> _PROBLEM DETAILS_:
Report each line of the entries that contains the word "struct", copied in full.

> _DATA EXTRACT_:
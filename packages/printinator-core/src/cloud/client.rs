use super::types::{CloudPrinter, TokenResponse};
use crate::config::CloudConfig;
use crate::error::{FleetError, Result};
use serde::Deserialize;
use std::time::Duration;

/// HTTP client for the vendor REST API. Holds no session state; tokens are
/// passed in by [`super::CloudFleet`].
#[derive(Debug, Clone)]
pub struct CloudClient {
    base_url: String,
    client_id: String,
    client_secret: String,
    http: reqwest::Client,
}

/// Which OAuth grant to request.
#[derive(Debug, Clone, Copy)]
pub enum TokenGrant<'a> {
    Password { username: &'a str, password: &'a str },
    Refresh { username: &'a str, refresh_token: &'a str },
}

impl TokenGrant<'_> {
    pub fn grant_type(&self) -> &'static str {
        match self {
            TokenGrant::Password { .. } => "password",
            TokenGrant::Refresh { .. } => "refresh_token",
        }
    }
}

#[derive(Debug, Deserialize)]
struct TokenErrorResponse {
    error: String,
    error_description: Option<String>,
}

impl CloudClient {
    pub fn new(config: &CloudConfig) -> Self {
        let http = reqwest::Client::builder()
            .timeout(Duration::from_secs(30))
            .build()
            .unwrap_or_default();

        Self {
            base_url: config.api_url.trim_end_matches('/').to_string(),
            client_id: config.client_id.clone(),
            client_secret: config.client_secret.clone(),
            http,
        }
    }

    pub fn base_url(&self) -> &str {
        &self.base_url
    }

    /// `POST /o/token/` with a password or refresh grant.
    pub async fn request_token(&self, grant: TokenGrant<'_>) -> Result<TokenResponse> {
        let url = format!("{}/o/token/", self.base_url);

        let mut form = vec![
            ("client_id", self.client_id.as_str()),
            ("client_secret", self.client_secret.as_str()),
            ("grant_type", grant.grant_type()),
        ];
        match grant {
            TokenGrant::Password { username, password } => {
                form.push(("username", username));
                form.push(("password", password));
            }
            TokenGrant::Refresh {
                username,
                refresh_token,
            } => {
                form.push(("username", username));
                form.push(("refresh_token", refresh_token));
            }
        }

        tracing::debug!("Requesting {} grant", grant.grant_type());
        let resp = self.http.post(&url).form(&form).send().await?;

        match resp.status().as_u16() {
            200 => resp
                .json::<TokenResponse>()
                .await
                .map_err(|e| FleetError::Network(format!("malformed token response: {}", e))),
            400 | 401 | 403 => {
                let status = resp.status();
                let reason = match resp.json::<TokenErrorResponse>().await {
                    Ok(err) => format!(
                        "{}: {}",
                        err.error,
                        err.error_description.unwrap_or_default()
                    ),
                    Err(_) => format!("server returned {}", status),
                };
                Err(FleetError::Auth(reason))
            }
            _ => {
                let status = resp.status();
                let body = resp.text().await.unwrap_or_default();
                Err(FleetError::Network(format!(
                    "token request returned {} - {}",
                    status, body
                )))
            }
        }
    }

    /// `POST /o/revoke_token/`.
    pub async fn revoke_token(&self, token: &str) -> Result<()> {
        let url = format!("{}/o/revoke_token/", self.base_url);

        let resp = self
            .http
            .post(&url)
            .form(&[
                ("token", token),
                ("client_id", self.client_id.as_str()),
                ("client_secret", self.client_secret.as_str()),
            ])
            .send()
            .await?;

        if !resp.status().is_success() {
            return Err(FleetError::Auth(format!(
                "revoke returned {}",
                resp.status()
            )));
        }
        Ok(())
    }

    /// `GET /printers/` with a bearer token.
    pub async fn list_printers(&self, token: &str) -> Result<Vec<CloudPrinter>> {
        let url = format!("{}/printers/", self.base_url);

        let resp = self.http.get(&url).bearer_auth(token).send().await?;

        match resp.status().as_u16() {
            200 => resp
                .json::<Vec<CloudPrinter>>()
                .await
                .map_err(|e| FleetError::Network(format!("malformed printer list: {}", e))),
            401 | 403 => Err(FleetError::Auth(format!(
                "printer list rejected token ({})",
                resp.status()
            ))),
            _ => {
                let status = resp.status();
                let body = resp.text().await.unwrap_or_default();
                tracing::error!("Printer list failed: {} - {}", status, body);
                Err(FleetError::Network(format!(
                    "printer list returned {} - {}",
                    status, body
                )))
            }
        }
    }
}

> _ANSWER SECTION_:
pub struct CloudClient {
struct TokenErrorResponse {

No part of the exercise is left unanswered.